## ENTRIES SHOWN
══════════════════════════════

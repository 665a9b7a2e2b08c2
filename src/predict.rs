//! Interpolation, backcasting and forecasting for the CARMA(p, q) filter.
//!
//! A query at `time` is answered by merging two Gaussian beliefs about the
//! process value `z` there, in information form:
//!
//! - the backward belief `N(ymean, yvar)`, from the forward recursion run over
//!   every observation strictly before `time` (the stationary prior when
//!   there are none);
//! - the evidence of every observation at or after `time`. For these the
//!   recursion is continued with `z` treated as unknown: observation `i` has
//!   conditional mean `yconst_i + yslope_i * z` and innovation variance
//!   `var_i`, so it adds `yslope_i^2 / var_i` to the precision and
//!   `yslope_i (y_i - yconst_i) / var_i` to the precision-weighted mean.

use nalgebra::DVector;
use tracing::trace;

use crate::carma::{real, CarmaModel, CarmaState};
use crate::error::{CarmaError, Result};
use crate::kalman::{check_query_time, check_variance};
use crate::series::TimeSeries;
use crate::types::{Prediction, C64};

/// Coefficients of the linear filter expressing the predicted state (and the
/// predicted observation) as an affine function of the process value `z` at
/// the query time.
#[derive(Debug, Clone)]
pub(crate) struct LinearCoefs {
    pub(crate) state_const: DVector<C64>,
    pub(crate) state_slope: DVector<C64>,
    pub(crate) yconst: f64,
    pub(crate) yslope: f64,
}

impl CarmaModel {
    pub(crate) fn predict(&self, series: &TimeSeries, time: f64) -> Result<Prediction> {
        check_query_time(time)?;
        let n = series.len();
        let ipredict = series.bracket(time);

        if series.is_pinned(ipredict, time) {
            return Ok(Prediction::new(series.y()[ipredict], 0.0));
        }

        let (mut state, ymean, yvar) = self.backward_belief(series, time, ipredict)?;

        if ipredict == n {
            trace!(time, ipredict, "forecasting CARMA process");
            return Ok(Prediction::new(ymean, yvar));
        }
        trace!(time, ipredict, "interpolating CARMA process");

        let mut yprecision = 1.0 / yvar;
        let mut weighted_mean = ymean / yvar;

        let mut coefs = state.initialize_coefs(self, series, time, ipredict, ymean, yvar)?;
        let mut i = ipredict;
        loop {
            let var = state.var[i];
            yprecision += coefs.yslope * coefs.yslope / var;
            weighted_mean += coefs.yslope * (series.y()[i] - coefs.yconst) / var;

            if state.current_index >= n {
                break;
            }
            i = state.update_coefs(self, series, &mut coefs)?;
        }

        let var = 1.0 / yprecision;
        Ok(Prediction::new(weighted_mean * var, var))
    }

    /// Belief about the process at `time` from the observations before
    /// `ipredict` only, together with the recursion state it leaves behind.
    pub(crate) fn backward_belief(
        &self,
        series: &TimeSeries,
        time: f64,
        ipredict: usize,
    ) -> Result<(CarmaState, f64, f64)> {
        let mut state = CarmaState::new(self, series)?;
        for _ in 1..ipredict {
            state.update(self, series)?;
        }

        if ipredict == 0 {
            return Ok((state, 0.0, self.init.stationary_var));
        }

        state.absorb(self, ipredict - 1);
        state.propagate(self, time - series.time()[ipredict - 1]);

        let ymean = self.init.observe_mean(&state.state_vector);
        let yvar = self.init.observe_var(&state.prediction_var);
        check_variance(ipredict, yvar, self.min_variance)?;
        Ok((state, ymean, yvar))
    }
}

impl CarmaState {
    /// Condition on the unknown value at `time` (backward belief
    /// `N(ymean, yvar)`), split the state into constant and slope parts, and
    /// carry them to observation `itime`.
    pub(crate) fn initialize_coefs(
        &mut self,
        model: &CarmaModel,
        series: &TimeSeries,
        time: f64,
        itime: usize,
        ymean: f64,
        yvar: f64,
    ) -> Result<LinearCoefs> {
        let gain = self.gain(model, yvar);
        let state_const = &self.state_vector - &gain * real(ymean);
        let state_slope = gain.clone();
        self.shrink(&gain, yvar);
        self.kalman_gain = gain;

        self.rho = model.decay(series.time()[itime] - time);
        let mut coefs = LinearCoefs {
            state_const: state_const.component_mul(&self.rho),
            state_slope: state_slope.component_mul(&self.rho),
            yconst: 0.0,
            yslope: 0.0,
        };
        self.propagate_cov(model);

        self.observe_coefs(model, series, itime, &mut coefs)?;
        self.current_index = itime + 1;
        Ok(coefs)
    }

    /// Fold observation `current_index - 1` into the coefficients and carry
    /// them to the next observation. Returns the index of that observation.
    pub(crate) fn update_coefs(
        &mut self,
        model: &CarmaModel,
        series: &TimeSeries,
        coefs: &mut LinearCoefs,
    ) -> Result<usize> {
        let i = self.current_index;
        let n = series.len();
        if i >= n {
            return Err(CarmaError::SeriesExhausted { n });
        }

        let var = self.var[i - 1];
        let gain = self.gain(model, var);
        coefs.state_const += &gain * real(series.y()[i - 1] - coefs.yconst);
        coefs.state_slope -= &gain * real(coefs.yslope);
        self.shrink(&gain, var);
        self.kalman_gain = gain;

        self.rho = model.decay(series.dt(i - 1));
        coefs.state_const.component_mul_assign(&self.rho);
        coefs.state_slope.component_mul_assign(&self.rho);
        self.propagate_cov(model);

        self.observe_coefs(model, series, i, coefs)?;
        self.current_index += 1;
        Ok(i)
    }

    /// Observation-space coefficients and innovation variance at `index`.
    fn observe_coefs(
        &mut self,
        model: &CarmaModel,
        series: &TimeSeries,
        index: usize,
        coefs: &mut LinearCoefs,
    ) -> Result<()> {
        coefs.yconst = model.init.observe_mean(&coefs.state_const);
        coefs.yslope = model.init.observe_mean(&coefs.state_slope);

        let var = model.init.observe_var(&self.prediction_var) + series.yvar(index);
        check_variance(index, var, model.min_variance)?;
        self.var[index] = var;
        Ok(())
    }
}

══════════════════════════════

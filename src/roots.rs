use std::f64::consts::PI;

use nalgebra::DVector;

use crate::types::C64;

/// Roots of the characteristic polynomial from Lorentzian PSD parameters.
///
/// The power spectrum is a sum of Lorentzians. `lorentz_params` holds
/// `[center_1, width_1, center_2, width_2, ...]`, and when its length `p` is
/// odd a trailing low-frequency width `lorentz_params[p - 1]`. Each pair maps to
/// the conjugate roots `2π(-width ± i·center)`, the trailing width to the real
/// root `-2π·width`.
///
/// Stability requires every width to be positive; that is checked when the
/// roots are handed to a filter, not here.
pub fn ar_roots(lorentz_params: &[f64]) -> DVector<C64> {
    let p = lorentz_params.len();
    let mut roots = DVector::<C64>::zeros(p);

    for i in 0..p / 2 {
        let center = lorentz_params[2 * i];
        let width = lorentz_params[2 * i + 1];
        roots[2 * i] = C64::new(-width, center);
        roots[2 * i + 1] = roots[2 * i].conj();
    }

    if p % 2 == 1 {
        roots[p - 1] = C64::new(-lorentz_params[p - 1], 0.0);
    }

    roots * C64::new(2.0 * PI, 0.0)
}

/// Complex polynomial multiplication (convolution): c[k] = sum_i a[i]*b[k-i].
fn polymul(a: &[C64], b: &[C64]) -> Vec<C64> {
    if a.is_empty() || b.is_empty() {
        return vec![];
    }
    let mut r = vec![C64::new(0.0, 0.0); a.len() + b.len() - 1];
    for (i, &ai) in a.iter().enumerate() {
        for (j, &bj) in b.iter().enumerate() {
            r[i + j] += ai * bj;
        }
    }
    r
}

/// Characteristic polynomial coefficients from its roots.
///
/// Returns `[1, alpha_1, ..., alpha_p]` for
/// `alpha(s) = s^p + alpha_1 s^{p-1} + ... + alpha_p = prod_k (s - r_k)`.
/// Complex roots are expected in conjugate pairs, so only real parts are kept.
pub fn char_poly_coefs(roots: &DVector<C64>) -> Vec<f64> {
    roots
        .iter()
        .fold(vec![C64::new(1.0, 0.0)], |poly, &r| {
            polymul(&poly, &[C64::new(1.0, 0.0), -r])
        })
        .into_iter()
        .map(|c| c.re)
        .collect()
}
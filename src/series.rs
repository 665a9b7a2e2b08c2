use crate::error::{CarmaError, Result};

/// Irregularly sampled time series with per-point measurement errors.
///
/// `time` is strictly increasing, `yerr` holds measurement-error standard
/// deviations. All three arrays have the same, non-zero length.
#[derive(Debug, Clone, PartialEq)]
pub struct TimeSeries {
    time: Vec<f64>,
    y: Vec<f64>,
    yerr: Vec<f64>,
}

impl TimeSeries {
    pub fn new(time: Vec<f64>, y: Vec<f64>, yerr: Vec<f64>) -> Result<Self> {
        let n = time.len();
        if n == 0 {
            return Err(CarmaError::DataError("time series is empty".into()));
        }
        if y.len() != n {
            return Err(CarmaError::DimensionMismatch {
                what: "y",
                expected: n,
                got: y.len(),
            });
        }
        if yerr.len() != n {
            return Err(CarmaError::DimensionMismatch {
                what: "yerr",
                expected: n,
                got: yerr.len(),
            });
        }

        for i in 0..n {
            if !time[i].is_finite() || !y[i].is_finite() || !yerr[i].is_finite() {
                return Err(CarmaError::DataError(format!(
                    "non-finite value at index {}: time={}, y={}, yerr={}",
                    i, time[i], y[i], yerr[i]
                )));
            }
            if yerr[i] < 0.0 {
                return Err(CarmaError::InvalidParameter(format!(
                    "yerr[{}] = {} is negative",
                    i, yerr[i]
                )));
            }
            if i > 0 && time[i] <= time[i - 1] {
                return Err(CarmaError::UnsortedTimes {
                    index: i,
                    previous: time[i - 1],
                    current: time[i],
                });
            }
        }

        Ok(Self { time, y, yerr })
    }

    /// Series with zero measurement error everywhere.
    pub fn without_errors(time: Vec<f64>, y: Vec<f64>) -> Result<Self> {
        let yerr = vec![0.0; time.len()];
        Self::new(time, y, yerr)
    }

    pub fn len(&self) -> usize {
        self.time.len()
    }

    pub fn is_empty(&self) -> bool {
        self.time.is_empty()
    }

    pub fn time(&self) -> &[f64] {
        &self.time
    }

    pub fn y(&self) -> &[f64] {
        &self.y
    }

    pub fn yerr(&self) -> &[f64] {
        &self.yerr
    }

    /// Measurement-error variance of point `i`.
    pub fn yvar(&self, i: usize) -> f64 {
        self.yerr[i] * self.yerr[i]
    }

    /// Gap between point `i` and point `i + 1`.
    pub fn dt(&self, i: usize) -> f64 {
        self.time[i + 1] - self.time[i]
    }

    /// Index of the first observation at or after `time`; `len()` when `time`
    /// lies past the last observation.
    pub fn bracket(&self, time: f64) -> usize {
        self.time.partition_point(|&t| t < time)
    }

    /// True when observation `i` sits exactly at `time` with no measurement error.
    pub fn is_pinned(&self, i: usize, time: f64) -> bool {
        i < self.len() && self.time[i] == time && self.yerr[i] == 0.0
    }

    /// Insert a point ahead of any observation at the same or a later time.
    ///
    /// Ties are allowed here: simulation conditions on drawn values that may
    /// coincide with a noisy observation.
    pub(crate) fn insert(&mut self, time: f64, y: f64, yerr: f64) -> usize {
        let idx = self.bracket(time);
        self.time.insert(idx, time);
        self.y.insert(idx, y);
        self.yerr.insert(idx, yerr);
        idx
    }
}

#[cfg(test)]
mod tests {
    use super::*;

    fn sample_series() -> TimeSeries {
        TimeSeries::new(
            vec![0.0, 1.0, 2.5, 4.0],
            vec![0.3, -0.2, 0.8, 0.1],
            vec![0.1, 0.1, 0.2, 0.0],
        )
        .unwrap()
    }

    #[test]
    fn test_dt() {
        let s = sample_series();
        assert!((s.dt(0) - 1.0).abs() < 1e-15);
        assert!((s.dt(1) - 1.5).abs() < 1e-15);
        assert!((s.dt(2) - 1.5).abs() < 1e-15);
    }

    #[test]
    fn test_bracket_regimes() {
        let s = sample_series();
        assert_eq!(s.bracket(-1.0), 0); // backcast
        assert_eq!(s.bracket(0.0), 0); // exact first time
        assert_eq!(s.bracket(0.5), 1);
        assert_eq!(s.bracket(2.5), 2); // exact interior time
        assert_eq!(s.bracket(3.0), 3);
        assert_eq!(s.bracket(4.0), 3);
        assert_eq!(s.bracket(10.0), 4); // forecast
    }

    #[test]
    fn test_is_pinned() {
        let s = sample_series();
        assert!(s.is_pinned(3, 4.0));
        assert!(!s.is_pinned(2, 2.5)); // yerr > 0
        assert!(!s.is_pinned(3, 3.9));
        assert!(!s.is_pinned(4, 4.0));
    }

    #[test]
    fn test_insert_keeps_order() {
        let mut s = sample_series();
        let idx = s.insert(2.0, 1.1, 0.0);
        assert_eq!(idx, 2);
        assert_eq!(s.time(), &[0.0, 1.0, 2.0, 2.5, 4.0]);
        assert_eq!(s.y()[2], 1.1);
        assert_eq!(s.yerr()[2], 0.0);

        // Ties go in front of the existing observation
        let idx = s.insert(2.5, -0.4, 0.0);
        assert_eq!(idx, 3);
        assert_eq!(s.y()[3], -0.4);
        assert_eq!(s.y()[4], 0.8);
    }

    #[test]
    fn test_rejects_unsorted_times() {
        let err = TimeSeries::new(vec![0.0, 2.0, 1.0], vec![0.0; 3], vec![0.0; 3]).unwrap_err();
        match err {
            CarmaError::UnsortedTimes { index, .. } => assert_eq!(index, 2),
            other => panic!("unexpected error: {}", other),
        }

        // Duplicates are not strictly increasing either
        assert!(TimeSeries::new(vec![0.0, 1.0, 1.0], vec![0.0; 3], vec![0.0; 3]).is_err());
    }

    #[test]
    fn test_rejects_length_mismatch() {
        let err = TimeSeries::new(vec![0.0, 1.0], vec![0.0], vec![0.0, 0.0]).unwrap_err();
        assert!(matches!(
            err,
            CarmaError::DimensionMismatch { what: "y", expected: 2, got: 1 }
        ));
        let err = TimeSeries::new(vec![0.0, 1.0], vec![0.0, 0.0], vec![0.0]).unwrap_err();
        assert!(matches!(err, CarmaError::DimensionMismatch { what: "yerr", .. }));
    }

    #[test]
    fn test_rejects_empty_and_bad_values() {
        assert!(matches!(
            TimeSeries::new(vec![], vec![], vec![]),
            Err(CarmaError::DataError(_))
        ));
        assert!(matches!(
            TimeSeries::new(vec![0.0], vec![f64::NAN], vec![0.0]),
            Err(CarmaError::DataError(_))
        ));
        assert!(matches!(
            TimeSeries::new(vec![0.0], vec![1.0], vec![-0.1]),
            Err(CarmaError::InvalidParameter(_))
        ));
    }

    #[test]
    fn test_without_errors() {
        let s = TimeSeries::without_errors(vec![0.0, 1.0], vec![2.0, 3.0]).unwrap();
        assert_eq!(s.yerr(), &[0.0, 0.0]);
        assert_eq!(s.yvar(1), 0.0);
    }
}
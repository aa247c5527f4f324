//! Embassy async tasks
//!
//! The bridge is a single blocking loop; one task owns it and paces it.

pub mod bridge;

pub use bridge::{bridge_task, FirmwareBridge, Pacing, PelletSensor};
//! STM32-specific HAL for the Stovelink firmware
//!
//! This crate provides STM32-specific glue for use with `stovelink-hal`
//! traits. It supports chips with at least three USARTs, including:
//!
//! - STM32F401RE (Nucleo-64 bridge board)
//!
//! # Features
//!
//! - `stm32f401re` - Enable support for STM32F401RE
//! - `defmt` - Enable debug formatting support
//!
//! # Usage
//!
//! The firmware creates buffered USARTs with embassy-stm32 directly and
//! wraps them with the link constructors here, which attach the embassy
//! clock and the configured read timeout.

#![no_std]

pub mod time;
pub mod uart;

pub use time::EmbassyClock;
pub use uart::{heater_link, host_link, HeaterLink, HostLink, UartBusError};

══════════════════════════════

## YOUR TASK
State how many lines in the records above contain the word "holds", and give only that number.

## EXERCISE RESPONSE
2